_Input material:_

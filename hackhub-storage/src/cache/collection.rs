//! Keyed collection of cache entries with its own membership freshness.

use hackhub_core::{StorageResult, Ttl};
use std::collections::HashMap;
use std::sync::{Arc, PoisonError, RwLock, RwLockReadGuard, RwLockWriteGuard};
use tokio::sync::Mutex;
use tokio::time::Instant;

use super::entry::{is_stale, CacheEntry};
use super::source::CollectionSource;
use super::stats::{CacheCounters, CacheStats};

struct CollectionState<S: CollectionSource> {
    last_synced_at: Option<Instant>,
    elements: HashMap<S::Key, Arc<CacheEntry<S>>>,
    /// Bumped by every `insert` and `invalidate`.
    generation: u64,
    /// Generation of the last write to each key not yet covered by a reload.
    written: HashMap<S::Key, u64>,
    invalidated_at: u64,
}

/// A keyed set of [`CacheEntry`] values.
///
/// Two TTLs apply. The collection TTL governs membership: once it lapses the
/// whole key set is refetched. The entry TTL governs each member's value:
/// once it lapses only that member is refetched. A read returns a value only
/// after both are fresh.
///
/// A membership reload never overwrites a write-through [`insert`](Self::insert)
/// made after its fetch began; such keys keep their written entry. An
/// [`invalidate`](Self::invalidate) during a reload leaves the collection
/// expired.
///
/// Membership is loaded with [`CollectionSource::fetch_all`], so every
/// reload reads the whole backing collection, not just the keys a caller
/// asks for. Keep the collection TTL long when the backing table is large.
pub struct CacheCollection<S: CollectionSource> {
    source: Arc<S>,
    ttl: Ttl,
    entry_ttl: Ttl,
    state: RwLock<CollectionState<S>>,
    /// Held by the one caller reloading membership.
    membership_gate: Mutex<()>,
    counters: CacheCounters,
}

impl<S: CollectionSource> CacheCollection<S> {
    /// Create an empty collection; membership loads on first read.
    pub fn new(source: Arc<S>, ttl: Ttl, entry_ttl: Ttl) -> Self {
        Self {
            source,
            ttl,
            entry_ttl,
            state: RwLock::new(CollectionState {
                last_synced_at: None,
                elements: HashMap::new(),
                generation: 0,
                written: HashMap::new(),
                invalidated_at: 0,
            }),
            membership_gate: Mutex::new(()),
            counters: CacheCounters::default(),
        }
    }

    pub fn ttl(&self) -> Ttl {
        self.ttl
    }

    pub fn entry_ttl(&self) -> Ttl {
        self.entry_ttl
    }

    pub fn source(&self) -> &Arc<S> {
        &self.source
    }

    /// Whether membership must be reloaded before the next lookup.
    pub fn is_expired(&self) -> bool {
        is_stale(self.ttl, self.read_state().last_synced_at)
    }

    pub fn len(&self) -> usize {
        self.read_state().elements.len()
    }

    pub fn is_empty(&self) -> bool {
        self.len() == 0
    }

    pub fn stats(&self) -> CacheStats {
        let state = self.read_state();
        let entry_syncs = state.elements.values().map(|e| e.sync_count()).sum();
        self.counters.snapshot(state.elements.len(), entry_syncs)
    }

    /// Reload the full membership from the source.
    pub async fn sync(&self) -> StorageResult<()> {
        let _flight = self.membership_gate.lock().await;
        self.reload_membership().await
    }

    /// Look up one element.
    ///
    /// Reloads membership first if the collection has expired, then refreshes
    /// the element itself if it has expired. Returns `None` if no element
    /// exists for `key` after those refreshes.
    pub async fn get_element(&self, key: &S::Key) -> StorageResult<Option<S::Value>> {
        if self.is_expired() {
            let _flight = self.membership_gate.lock().await;
            if self.is_expired() {
                self.reload_membership().await?;
            }
        }

        let entry = self.read_state().elements.get(key).cloned();
        let Some(entry) = entry else {
            self.counters.miss();
            tracing::trace!(?key, "Cache collection has no element");
            return Ok(None);
        };

        if entry.is_expired() {
            self.counters.miss();
        } else {
            self.counters.hit();
        }
        entry.get().await
    }

    /// Write through a value that was just persisted.
    pub fn insert(&self, key: S::Key, value: S::Value) {
        let mut state = self.write_state();
        state.generation += 1;
        let generation = state.generation;
        state.written.insert(key.clone(), generation);
        if let Some(entry) = state.elements.get(&key) {
            entry.set(Some(value));
            return;
        }

        let entry = CacheEntry::with_value(
            key.clone(),
            self.entry_ttl,
            Arc::clone(&self.source),
            Some(value),
        );
        state.elements.insert(key, Arc::new(entry));
    }

    /// Force the next lookup to reload membership.
    pub fn invalidate(&self) {
        let mut state = self.write_state();
        state.generation += 1;
        state.invalidated_at = state.generation;
        state.last_synced_at = None;
    }

    /// Force the next lookup of `key` to resync that element.
    pub fn invalidate_element(&self, key: &S::Key) {
        if let Some(entry) = self.read_state().elements.get(key) {
            entry.invalidate();
        }
    }

    async fn reload_membership(&self) -> StorageResult<()> {
        let started_at = self.read_state().generation;
        let rows = match self.source.fetch_all().await {
            Ok(rows) => rows,
            Err(e) => {
                tracing::warn!(error = %e, "Cache collection membership sync failed");
                return Err(e);
            }
        };

        let mut elements: HashMap<S::Key, Arc<CacheEntry<S>>> = rows
            .into_iter()
            .map(|(key, value)| {
                let entry = CacheEntry::with_value(
                    key.clone(),
                    self.entry_ttl,
                    Arc::clone(&self.source),
                    Some(value),
                );
                (key, Arc::new(entry))
            })
            .collect();

        let mut guard = self.write_state();
        let state = &mut *guard;
        // Keys written after the fetch began keep their written entry.
        for (key, _) in state.written.iter().filter(|(_, g)| **g > started_at) {
            if let Some(entry) = state.elements.get(key) {
                elements.insert(key.clone(), Arc::clone(entry));
            }
        }
        state.written.retain(|_, g| *g > started_at);
        state.elements = elements;

        let count = state.elements.len();
        if state.invalidated_at > started_at {
            tracing::debug!(count, "Cache collection invalidated during sync; staying expired");
        } else {
            state.last_synced_at = Some(Instant::now());
        }
        self.counters.membership_synced();
        tracing::debug!(count, "Cache collection membership synced");
        Ok(())
    }

    fn read_state(&self) -> RwLockReadGuard<'_, CollectionState<S>> {
        self.state.read().unwrap_or_else(PoisonError::into_inner)
    }

    fn write_state(&self) -> RwLockWriteGuard<'_, CollectionState<S>> {
        self.state.write().unwrap_or_else(PoisonError::into_inner)
    }
}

_Activity:_
Each line of the data must be retyped exactly.

_Response to this task:_
filename hackhub-storage/src/cache/collection.rs
//! Keyed collection of cache entries with its own membership freshness.

use hackhub_core::{StorageResult, Ttl};
use std::collections::HashMap;
use std::sync::{Arc, PoisonError, RwLock, RwLockReadGuard, RwLockWriteGuard};
use tokio::sync::Mutex;
use tokio::time::Instant;

use super::entry::{is_stale, CacheEntry};
use super::source::CollectionSource;
use super::stats::{CacheCounters, CacheStats};

struct CollectionState<S: CollectionSource> {
    last_synced_at: Option<Instant>,
    elements: HashMap<S::Key, Arc<CacheEntry<S>>>,
    /// Bumped by every `insert` and `invalidate`.
    generation: u64,
    /// Generation of the last write to each key not yet covered by a reload.
    written: HashMap<S::Key, u64>,
    invalidated_at: u64,
}

/// A keyed set of [`CacheEntry`] values.
///
/// Two TTLs apply. The collection TTL governs membership: once it lapses the
/// whole key set is refetched. The entry TTL governs each member's value:
/// once it lapses only that member is refetched. A read returns a value only
/// after both are fresh.
///
/// A membership reload never overwrites a write-through [`insert`](Self::insert)
/// made after its fetch began; such keys keep their written entry. An
/// [`invalidate`](Self::invalidate) during a reload leaves the collection
/// expired.
///
/// Membership is loaded with [`CollectionSource::fetch_all`], so every
/// reload reads the whole backing collection, not just the keys a caller
/// asks for. Keep the collection TTL long when the backing table is large.
pub struct CacheCollection<S: CollectionSource> {
    source: Arc<S>,
    ttl: Ttl,
    entry_ttl: Ttl,
    state: RwLock<CollectionState<S>>,
    /// Held by the one caller reloading membership.
    membership_gate: Mutex<()>,
    counters: CacheCounters,
}

impl<S: CollectionSource> CacheCollection<S> {
    /// Create an empty collection; membership loads on first read.
    pub fn new(source: Arc<S>, ttl: Ttl, entry_ttl: Ttl) -> Self {
        Self {
            source,
            ttl,
            entry_ttl,
            state: RwLock::new(CollectionState {
                last_synced_at: None,
                elements: HashMap::new(),
                generation: 0,
                written: HashMap::new(),
                invalidated_at: 0,
            }),
            membership_gate: Mutex::new(()),
            counters: CacheCounters::default(),
        }
    }

    pub fn ttl(&self) -> Ttl {
        self.ttl
    }

    pub fn entry_ttl(&self) -> Ttl {
        self.entry_ttl
    }

    pub fn source(&self) -> &Arc<S> {
        &self.source
    }

    /// Whether membership must be reloaded before the next lookup.
    pub fn is_expired(&self) -> bool {
        is_stale(self.ttl, self.read_state().last_synced_at)
    }

    pub fn len(&self) -> usize {
        self.read_state().elements.len()
    }

    pub fn is_empty(&self) -> bool {
        self.len() == 0
    }

    pub fn stats(&self) -> CacheStats {
        let state = self.read_state();
        let entry_syncs = state.elements.values().map(|e| e.sync_count()).sum();
        self.counters.snapshot(state.elements.len(), entry_syncs)
    }

    /// Reload the full membership from the source.
    pub async fn sync(&self) -> StorageResult<()> {
        let _flight = self.membership_gate.lock().await;
        self.reload_membership().await
    }

    /// Look up one element.
    ///
    /// Reloads membership first if the collection has expired, then refreshes
    /// the element itself if it has expired. Returns `None` if no element
    /// exists for `key` after those refreshes.
    pub async fn get_element(&self, key: &S::Key) -> StorageResult<Option<S::Value>> {
        if self.is_expired() {
            let _flight = self.membership_gate.lock().await;
            if self.is_expired() {
                self.reload_membership().await?;
            }
        }

        let entry = self.read_state().elements.get(key).cloned();
        let Some(entry) = entry else {
            self.counters.miss();
            tracing::trace!(?key, "Cache collection has no element");
            return Ok(None);
        };

        if entry.is_expired() {
            self.counters.miss();
        } else {
            self.counters.hit();
        }
        entry.get().await
    }

    /// Write through a value that was just persisted.
    pub fn insert(&self, key: S::Key, value: S::Value) {
        let mut state = self.write_state();
        state.generation += 1;
        let generation = state.generation;
        state.written.insert(key.clone(), generation);
        if let Some(entry) = state.elements.get(&key) {
            entry.set(Some(value));
            return;
        }

        let entry = CacheEntry::with_value(
            key.clone(),
            self.entry_ttl,
            Arc::clone(&self.source),
            Some(value),
        );
        state.elements.insert(key, Arc::new(entry));
    }

    /// Force the next lookup to reload membership.
    pub fn invalidate(&self) {
        let mut state = self.write_state();
        state.generation += 1;
        state.invalidated_at = state.generation;
        state.last_synced_at = None;
    }

    /// Force the next lookup of `key` to resync that element.
    pub fn invalidate_element(&self, key: &S::Key) {
        if let Some(entry) = self.read_state().elements.get(key) {
            entry.invalidate();
        }
    }

    async fn reload_membership(&self) -> StorageResult<()> {
        let started_at = self.read_state().generation;
        let rows = match self.source.fetch_all().await {
            Ok(rows) => rows,
            Err(e) => {
                tracing::warn!(error = %e, "Cache collection membership sync failed");
                return Err(e);
            }
        };

        let mut elements: HashMap<S::Key, Arc<CacheEntry<S>>> = rows
            .into_iter()
            .map(|(key, value)| {
                let entry = CacheEntry::with_value(
                    key.clone(),
                    self.entry_ttl,
                    Arc::clone(&self.source),
                    Some(value),
                );
                (key, Arc::new(entry))
            })
            .collect();

        let mut guard = self.write_state();
        let state = &mut *guard;
        // Keys written after the fetch began keep their written entry.
        for (key, _) in state.written.iter().filter(|(_, g)| **g > started_at) {
            if let Some(entry) = state.elements.get(key) {
                elements.insert(key.clone(), Arc::clone(entry));
            }
        }
        state.written.retain(|_, g| *g > started_at);
        state.elements = elements;

        let count = state.elements.len();
        if state.invalidated_at > started_at {
            tracing::debug!(count, "Cache collection invalidated during sync; staying expired");
        } else {
            state.last_synced_at = Some(Instant::now());
        }
        self.counters.membership_synced();
        tracing::debug!(count, "Cache collection membership synced");
        Ok(())
    }

    fn read_state(&self) -> RwLockReadGuard<'_, CollectionState<S>> {
        self.state.read().unwrap_or_else(PoisonError::into_inner)
    }

    fn write_state(&self) -> RwLockWriteGuard<'_, CollectionState<S>> {
        self.state.write().unwrap_or_else(PoisonError::into_inner)
    }
}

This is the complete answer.